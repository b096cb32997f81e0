//! Starter content: palette defaults for each block kind, the block set a
//! new template starts with, and the sample personalization context.

use crate::{
    Block, BlockContent, BlockKind, ButtonData, Context, FooterData, HeaderData, ImageData,
    Scalar, TextData,
};

pub const UNTITLED_NAME: &str = "Untitled Template";
pub const DEFAULT_CATEGORY: &str = "Other";
pub const DEFAULT_SUBJECT: &str = "New Subject";

/// The block the palette inserts for `kind`.
pub fn default_block(kind: BlockKind, id: impl Into<String>) -> Block {
    let id = id.into();
    match kind {
        BlockKind::Header => Block::new(
            id,
            BlockContent::Header(HeaderData {
                title: "New Header".to_string(),
                subtitle: Some("Subtitle goes here".to_string()),
            }),
        )
        .with_style("backgroundColor", "#ffffff")
        .with_style("textColor", "#000000")
        .with_style("padding", "20px"),

        BlockKind::Text => Block::new(
            id,
            BlockContent::Text(TextData {
                content: "Edit this text block...".to_string(),
            }),
        )
        .with_style("padding", "10px")
        .with_style("color", "#333333")
        .with_style("fontSize", "16px"),

        BlockKind::Image => Block::new(
            id,
            BlockContent::Image(ImageData {
                url: "https://placehold.co/600x200".to_string(),
                alt: Some("Placeholder".to_string()),
            }),
        )
        .with_style("width", "100%")
        .with_style("borderRadius", "0px"),

        BlockKind::Button => Block::new(
            id,
            BlockContent::Button(ButtonData {
                label: "Click Me".to_string(),
                url: "#".to_string(),
            }),
        )
        .with_style("backgroundColor", "#000000")
        .with_style("color", "#ffffff")
        .with_style("borderRadius", "4px")
        .with_style("align", "center"),

        BlockKind::Spacer => Block::new(id, BlockContent::Spacer).with_style("height", "30px"),

        BlockKind::Footer => Block::new(
            id,
            BlockContent::Footer(FooterData {
                text: "© {{year}} Company Name".to_string(),
            }),
        )
        .with_style("backgroundColor", "#f3f4f6")
        .with_style("color", "#9ca3af")
        .with_style("padding", "20px"),
    }
}

/// Blocks of a freshly created template.
pub fn default_blocks() -> Vec<Block> {
    vec![
        Block::new(
            "s1",
            BlockContent::Header(HeaderData {
                title: "Welcome Aboard!".to_string(),
                subtitle: Some("We are glad you are here.".to_string()),
            }),
        )
        .with_style("backgroundColor", "#4f46e5")
        .with_style("textColor", "#ffffff")
        .with_style("padding", "32px"),
        Block::new(
            "s2",
            BlockContent::Text(TextData {
                content: "Hi {{name}},<br><br>We are thrilled to have you join \
                          <strong>{{company}}</strong>. This is a default text block you can edit."
                    .to_string(),
            }),
        )
        .with_style("padding", "24px")
        .with_style("textAlign", "left")
        .with_style("fontSize", "16px")
        .with_style("color", "#374151"),
        Block::new(
            "s3",
            BlockContent::Button(ButtonData {
                label: "Get Started".to_string(),
                url: "#".to_string(),
            }),
        )
        .with_style("backgroundColor", "#4f46e5")
        .with_style("color", "#ffffff")
        .with_style("borderRadius", "8px")
        .with_style("width", "auto")
        .with_style("align", "center"),
        Block::new(
            "s4",
            BlockContent::Footer(FooterData {
                text: "© {{year}} {{company}}. All rights reserved.".to_string(),
            }),
        )
        .with_style("backgroundColor", "#f3f4f6")
        .with_style("color", "#9ca3af")
        .with_style("padding", "16px"),
    ]
}

/// Mock recipient used for previews and for sends without explicit context.
pub fn sample_context(year: i32) -> Context {
    let mut context = Context::new();
    context.insert("name".to_string(), Scalar::from("Valued Customer"));
    context.insert("company".to_string(), Scalar::from("Your Company"));
    context.insert("role".to_string(), Scalar::from("Developer"));
    context.insert("year".to_string(), Scalar::from(year));
    context
}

Exercise prompt:
All the lines above must appear again in the answer, word for word.

Result of the exercise:
repository b096cb32997f81e0
//! Starter content: palette defaults for each block kind, the block set a
//! new template starts with, and the sample personalization context.

use crate::{
    Block, BlockContent, BlockKind, ButtonData, Context, FooterData, HeaderData, ImageData,
    Scalar, TextData,
};

pub const UNTITLED_NAME: &str = "Untitled Template";
pub const DEFAULT_CATEGORY: &str = "Other";
pub const DEFAULT_SUBJECT: &str = "New Subject";

/// The block the palette inserts for `kind`.
pub fn default_block(kind: BlockKind, id: impl Into<String>) -> Block {
    let id = id.into();
    match kind {
        BlockKind::Header => Block::new(
            id,
            BlockContent::Header(HeaderData {
                title: "New Header".to_string(),
                subtitle: Some("Subtitle goes here".to_string()),
            }),
        )
        .with_style("backgroundColor", "#ffffff")
        .with_style("textColor", "#000000")
        .with_style("padding", "20px"),

        BlockKind::Text => Block::new(
            id,
            BlockContent::Text(TextData {
                content: "Edit this text block...".to_string(),
            }),
        )
        .with_style("padding", "10px")
        .with_style("color", "#333333")
        .with_style("fontSize", "16px"),

        BlockKind::Image => Block::new(
            id,
            BlockContent::Image(ImageData {
                url: "https://placehold.co/600x200".to_string(),
                alt: Some("Placeholder".to_string()),
            }),
        )
        .with_style("width", "100%")
        .with_style("borderRadius", "0px"),

        BlockKind::Button => Block::new(
            id,
            BlockContent::Button(ButtonData {
                label: "Click Me".to_string(),
                url: "#".to_string(),
            }),
        )
        .with_style("backgroundColor", "#000000")
        .with_style("color", "#ffffff")
        .with_style("borderRadius", "4px")
        .with_style("align", "center"),

        BlockKind::Spacer => Block::new(id, BlockContent::Spacer).with_style("height", "30px"),

        BlockKind::Footer => Block::new(
            id,
            BlockContent::Footer(FooterData {
                text: "© {{year}} Company Name".to_string(),
            }),
        )
        .with_style("backgroundColor", "#f3f4f6")
        .with_style("color", "#9ca3af")
        .with_style("padding", "20px"),
    }
}

/// Blocks of a freshly created template.
pub fn default_blocks() -> Vec<Block> {
    vec![
        Block::new(
            "s1",
            BlockContent::Header(HeaderData {
                title: "Welcome Aboard!".to_string(),
                subtitle: Some("We are glad you are here.".to_string()),
            }),
        )
        .with_style("backgroundColor", "#4f46e5")
        .with_style("textColor", "#ffffff")
        .with_style("padding", "32px"),
        Block::new(
            "s2",
            BlockContent::Text(TextData {
                content: "Hi {{name}},<br><br>We are thrilled to have you join \
                          <strong>{{company}}</strong>. This is a default text block you can edit."
                    .to_string(),
            }),
        )
        .with_style("padding", "24px")
        .with_style("textAlign", "left")
        .with_style("fontSize", "16px")
        .with_style("color", "#374151"),
        Block::new(
            "s3",
            BlockContent::Button(ButtonData {
                label: "Get Started".to_string(),
                url: "#".to_string(),
            }),
        )
        .with_style("backgroundColor", "#4f46e5")
        .with_style("color", "#ffffff")
        .with_style("borderRadius", "8px")
        .with_style("width", "auto")
        .with_style("align", "center"),
        Block::new(
            "s4",
            BlockContent::Footer(FooterData {
                text: "© {{year}} {{company}}. All rights reserved.".to_string(),
            }),
        )
        .with_style("backgroundColor", "#f3f4f6")
        .with_style("color", "#9ca3af")
        .with_style("padding", "16px"),
    ]
}

/// Mock recipient used for previews and for sends without explicit context.
pub fn sample_context(year: i32) -> Context {
    let mut context = Context::new();
    context.insert("name".to_string(), Scalar::from("Valued Customer"));
    context.insert("company".to_string(), Scalar::from("Your Company"));
    context.insert("role".to_string(), Scalar::from("Developer"));
    context.insert("year".to_string(), Scalar::from(year));
    context
}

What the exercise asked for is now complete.